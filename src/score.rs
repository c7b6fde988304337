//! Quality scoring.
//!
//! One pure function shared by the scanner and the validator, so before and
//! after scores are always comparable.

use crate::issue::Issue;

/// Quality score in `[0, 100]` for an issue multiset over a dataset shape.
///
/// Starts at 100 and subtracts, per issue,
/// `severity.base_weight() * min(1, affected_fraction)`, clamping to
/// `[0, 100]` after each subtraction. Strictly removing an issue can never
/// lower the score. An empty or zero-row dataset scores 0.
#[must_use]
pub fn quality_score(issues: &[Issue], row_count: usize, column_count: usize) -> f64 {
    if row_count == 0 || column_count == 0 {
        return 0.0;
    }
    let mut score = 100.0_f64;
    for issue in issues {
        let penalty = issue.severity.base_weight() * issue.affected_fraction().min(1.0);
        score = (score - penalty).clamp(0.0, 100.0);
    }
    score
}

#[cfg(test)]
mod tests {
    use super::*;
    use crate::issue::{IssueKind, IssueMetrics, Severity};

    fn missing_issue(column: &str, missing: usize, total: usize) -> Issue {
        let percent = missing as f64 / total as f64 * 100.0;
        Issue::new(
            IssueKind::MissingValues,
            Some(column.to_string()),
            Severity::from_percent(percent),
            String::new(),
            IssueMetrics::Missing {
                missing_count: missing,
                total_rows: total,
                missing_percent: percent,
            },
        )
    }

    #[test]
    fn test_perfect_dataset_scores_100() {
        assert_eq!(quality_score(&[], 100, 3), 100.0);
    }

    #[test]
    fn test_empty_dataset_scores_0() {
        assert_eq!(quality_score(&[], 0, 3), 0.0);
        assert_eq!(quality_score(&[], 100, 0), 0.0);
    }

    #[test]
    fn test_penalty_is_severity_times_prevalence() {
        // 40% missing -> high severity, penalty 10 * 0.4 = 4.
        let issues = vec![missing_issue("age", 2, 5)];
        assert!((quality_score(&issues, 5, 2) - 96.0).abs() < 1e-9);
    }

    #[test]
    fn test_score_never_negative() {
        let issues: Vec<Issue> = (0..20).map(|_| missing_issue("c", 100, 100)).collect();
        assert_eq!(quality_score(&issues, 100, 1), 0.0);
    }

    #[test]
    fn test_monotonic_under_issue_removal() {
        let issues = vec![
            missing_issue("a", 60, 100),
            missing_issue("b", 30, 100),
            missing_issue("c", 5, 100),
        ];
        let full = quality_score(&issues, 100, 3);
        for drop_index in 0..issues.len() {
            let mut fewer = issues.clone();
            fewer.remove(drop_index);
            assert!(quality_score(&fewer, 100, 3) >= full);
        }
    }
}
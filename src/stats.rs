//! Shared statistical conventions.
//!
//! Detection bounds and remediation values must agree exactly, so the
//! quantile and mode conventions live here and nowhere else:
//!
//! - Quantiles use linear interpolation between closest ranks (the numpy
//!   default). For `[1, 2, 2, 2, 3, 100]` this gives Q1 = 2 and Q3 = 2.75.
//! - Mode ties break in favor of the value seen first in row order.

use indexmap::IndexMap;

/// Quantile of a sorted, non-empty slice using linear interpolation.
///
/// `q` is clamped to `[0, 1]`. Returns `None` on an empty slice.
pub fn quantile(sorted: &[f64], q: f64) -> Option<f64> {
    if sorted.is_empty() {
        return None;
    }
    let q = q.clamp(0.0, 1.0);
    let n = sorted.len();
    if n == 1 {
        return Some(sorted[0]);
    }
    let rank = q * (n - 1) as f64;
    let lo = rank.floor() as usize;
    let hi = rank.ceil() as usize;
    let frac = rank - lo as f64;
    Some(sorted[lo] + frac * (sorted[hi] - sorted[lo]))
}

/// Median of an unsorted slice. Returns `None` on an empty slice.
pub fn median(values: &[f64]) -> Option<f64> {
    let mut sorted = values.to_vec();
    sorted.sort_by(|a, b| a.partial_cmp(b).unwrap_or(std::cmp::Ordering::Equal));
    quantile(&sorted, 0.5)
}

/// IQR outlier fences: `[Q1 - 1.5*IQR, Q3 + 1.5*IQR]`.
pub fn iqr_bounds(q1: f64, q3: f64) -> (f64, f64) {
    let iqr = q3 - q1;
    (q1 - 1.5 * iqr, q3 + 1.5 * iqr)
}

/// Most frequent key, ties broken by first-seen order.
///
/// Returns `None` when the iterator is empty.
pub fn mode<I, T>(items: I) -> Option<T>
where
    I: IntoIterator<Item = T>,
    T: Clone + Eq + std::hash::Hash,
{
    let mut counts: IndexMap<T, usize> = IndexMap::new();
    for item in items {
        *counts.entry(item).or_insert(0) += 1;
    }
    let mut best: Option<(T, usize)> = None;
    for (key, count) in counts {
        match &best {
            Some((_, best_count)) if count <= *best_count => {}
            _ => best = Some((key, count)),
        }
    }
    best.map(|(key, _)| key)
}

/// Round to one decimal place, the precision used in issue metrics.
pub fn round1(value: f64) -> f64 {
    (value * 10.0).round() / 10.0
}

______

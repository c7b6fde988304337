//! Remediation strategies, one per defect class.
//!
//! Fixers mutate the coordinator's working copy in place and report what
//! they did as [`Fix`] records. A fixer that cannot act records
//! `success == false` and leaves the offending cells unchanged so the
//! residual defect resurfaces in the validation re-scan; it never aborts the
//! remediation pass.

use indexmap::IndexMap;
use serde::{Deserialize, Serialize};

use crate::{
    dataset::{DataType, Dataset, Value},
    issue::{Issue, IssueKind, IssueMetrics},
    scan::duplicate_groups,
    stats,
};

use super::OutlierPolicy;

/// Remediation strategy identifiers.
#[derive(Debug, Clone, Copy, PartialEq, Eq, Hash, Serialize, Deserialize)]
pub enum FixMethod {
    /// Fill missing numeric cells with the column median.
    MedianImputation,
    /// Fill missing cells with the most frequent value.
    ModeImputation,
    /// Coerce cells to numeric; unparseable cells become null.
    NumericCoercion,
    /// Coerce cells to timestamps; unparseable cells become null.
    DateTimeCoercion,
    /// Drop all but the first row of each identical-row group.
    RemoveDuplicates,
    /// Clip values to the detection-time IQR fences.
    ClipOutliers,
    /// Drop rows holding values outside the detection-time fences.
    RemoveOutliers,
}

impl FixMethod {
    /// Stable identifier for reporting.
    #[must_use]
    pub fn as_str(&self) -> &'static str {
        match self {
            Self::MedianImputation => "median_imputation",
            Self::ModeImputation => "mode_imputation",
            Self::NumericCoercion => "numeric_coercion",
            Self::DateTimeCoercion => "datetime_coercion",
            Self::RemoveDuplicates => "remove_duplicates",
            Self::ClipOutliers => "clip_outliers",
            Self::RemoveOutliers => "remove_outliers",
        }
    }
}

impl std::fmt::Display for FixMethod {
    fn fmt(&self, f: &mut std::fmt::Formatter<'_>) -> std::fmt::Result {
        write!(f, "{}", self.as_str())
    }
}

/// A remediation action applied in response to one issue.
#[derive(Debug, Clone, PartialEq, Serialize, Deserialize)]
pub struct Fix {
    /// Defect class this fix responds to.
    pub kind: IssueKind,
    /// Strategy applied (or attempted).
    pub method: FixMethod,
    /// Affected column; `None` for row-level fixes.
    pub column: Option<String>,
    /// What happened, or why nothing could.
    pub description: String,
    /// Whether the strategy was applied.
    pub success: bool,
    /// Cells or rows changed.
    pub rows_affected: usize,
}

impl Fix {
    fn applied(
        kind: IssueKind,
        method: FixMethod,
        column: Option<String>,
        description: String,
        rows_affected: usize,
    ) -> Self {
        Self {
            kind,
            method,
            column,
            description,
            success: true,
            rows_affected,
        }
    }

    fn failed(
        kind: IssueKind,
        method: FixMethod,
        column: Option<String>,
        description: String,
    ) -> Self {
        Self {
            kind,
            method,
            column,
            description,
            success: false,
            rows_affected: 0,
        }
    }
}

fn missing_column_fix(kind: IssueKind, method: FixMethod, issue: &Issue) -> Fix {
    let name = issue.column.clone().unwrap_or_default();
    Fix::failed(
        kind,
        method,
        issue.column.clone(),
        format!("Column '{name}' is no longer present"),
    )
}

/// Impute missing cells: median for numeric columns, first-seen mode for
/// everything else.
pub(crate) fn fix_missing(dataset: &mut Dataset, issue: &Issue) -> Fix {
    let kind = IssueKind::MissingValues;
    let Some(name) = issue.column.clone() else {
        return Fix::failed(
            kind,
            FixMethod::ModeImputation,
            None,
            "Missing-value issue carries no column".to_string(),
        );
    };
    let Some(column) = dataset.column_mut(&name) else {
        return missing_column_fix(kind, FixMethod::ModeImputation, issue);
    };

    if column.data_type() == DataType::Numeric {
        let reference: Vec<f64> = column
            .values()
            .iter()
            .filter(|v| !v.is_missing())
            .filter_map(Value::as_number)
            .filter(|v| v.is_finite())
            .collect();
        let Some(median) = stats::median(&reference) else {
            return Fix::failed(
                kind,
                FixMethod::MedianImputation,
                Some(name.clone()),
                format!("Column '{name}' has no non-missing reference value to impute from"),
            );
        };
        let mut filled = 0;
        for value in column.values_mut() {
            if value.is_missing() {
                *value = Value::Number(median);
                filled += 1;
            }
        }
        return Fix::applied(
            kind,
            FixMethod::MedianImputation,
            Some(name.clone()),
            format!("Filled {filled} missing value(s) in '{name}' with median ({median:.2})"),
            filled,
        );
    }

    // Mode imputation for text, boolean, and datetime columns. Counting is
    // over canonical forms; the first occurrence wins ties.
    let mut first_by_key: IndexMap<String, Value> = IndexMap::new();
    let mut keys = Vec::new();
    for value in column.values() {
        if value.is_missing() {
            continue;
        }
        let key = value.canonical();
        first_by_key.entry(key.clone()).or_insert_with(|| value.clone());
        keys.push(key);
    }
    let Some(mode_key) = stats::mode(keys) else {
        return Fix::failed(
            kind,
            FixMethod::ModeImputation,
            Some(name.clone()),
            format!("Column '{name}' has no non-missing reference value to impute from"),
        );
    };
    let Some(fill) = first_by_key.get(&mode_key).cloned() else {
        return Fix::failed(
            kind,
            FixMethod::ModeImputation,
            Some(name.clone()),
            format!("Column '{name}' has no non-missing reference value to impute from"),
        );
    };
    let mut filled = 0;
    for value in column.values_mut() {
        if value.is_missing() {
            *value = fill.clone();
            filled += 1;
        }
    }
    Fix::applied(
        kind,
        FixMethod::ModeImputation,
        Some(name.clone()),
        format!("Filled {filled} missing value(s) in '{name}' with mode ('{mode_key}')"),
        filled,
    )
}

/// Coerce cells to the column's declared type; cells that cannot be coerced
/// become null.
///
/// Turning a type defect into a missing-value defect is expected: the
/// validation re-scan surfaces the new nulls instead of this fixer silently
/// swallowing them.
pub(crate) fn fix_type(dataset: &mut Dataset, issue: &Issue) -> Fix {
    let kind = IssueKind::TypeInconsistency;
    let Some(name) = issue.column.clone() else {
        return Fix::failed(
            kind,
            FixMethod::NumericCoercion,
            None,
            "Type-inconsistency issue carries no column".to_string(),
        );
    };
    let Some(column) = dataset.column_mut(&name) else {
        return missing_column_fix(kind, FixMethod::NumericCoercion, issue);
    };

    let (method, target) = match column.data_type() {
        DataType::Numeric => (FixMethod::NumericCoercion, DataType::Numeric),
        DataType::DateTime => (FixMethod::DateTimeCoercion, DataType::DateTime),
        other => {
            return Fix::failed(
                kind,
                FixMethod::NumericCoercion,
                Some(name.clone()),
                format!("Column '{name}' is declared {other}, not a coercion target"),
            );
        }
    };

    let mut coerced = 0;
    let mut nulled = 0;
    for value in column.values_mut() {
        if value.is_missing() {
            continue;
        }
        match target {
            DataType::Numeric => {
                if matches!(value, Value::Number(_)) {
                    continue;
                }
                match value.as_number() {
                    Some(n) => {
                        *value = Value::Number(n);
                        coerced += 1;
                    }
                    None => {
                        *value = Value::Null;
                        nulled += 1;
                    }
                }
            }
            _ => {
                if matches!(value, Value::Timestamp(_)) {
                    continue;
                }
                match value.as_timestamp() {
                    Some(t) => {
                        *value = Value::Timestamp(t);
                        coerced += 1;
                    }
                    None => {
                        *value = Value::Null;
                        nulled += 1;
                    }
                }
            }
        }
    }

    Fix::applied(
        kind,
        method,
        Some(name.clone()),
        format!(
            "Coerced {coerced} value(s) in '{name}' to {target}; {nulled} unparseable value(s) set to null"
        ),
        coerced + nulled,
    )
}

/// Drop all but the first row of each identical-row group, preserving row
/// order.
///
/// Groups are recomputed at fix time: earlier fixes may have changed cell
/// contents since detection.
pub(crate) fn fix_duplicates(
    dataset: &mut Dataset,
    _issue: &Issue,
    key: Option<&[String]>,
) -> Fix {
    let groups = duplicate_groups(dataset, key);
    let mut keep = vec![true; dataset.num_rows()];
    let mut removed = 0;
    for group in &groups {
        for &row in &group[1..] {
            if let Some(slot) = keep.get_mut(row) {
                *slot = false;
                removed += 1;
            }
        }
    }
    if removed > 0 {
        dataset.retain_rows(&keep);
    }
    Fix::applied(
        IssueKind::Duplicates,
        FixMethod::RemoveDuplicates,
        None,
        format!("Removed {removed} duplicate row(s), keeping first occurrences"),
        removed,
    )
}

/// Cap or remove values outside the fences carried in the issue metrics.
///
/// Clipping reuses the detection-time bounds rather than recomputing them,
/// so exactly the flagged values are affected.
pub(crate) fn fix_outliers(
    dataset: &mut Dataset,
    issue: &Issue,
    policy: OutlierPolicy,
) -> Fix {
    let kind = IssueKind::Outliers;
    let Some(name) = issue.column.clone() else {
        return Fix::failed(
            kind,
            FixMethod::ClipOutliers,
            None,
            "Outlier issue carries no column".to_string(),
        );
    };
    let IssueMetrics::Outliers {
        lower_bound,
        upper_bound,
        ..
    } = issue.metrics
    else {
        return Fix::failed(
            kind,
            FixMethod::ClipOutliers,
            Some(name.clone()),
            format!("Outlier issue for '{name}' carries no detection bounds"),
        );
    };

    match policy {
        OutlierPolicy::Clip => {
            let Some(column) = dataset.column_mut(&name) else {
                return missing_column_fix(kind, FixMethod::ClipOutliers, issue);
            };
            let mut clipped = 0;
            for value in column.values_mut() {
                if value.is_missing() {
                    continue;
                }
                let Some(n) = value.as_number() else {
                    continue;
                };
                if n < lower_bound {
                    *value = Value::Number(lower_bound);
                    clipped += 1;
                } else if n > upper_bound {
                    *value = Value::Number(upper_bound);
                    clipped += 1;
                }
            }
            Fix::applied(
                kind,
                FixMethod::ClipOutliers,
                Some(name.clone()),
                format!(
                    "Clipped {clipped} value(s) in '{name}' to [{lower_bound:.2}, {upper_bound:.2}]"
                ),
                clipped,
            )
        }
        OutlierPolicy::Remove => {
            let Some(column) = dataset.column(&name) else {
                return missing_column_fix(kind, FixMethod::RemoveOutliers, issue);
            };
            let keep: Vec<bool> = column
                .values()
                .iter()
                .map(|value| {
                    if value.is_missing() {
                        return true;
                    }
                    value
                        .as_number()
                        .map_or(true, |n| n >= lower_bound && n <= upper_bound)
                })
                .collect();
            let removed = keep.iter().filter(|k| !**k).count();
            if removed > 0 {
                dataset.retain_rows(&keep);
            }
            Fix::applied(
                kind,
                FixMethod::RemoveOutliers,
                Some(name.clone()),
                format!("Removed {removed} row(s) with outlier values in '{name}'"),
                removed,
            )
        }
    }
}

______

Copy out the lines above with "fences" in them.

ANSWER:
/// IQR outlier fences: `[Q1 - 1.5*IQR, Q3 + 1.5*IQR]`.
    /// Clip values to the detection-time IQR fences.
    /// Drop rows holding values outside the detection-time fences.
/// Cap or remove values outside the fences carried in the issue metrics.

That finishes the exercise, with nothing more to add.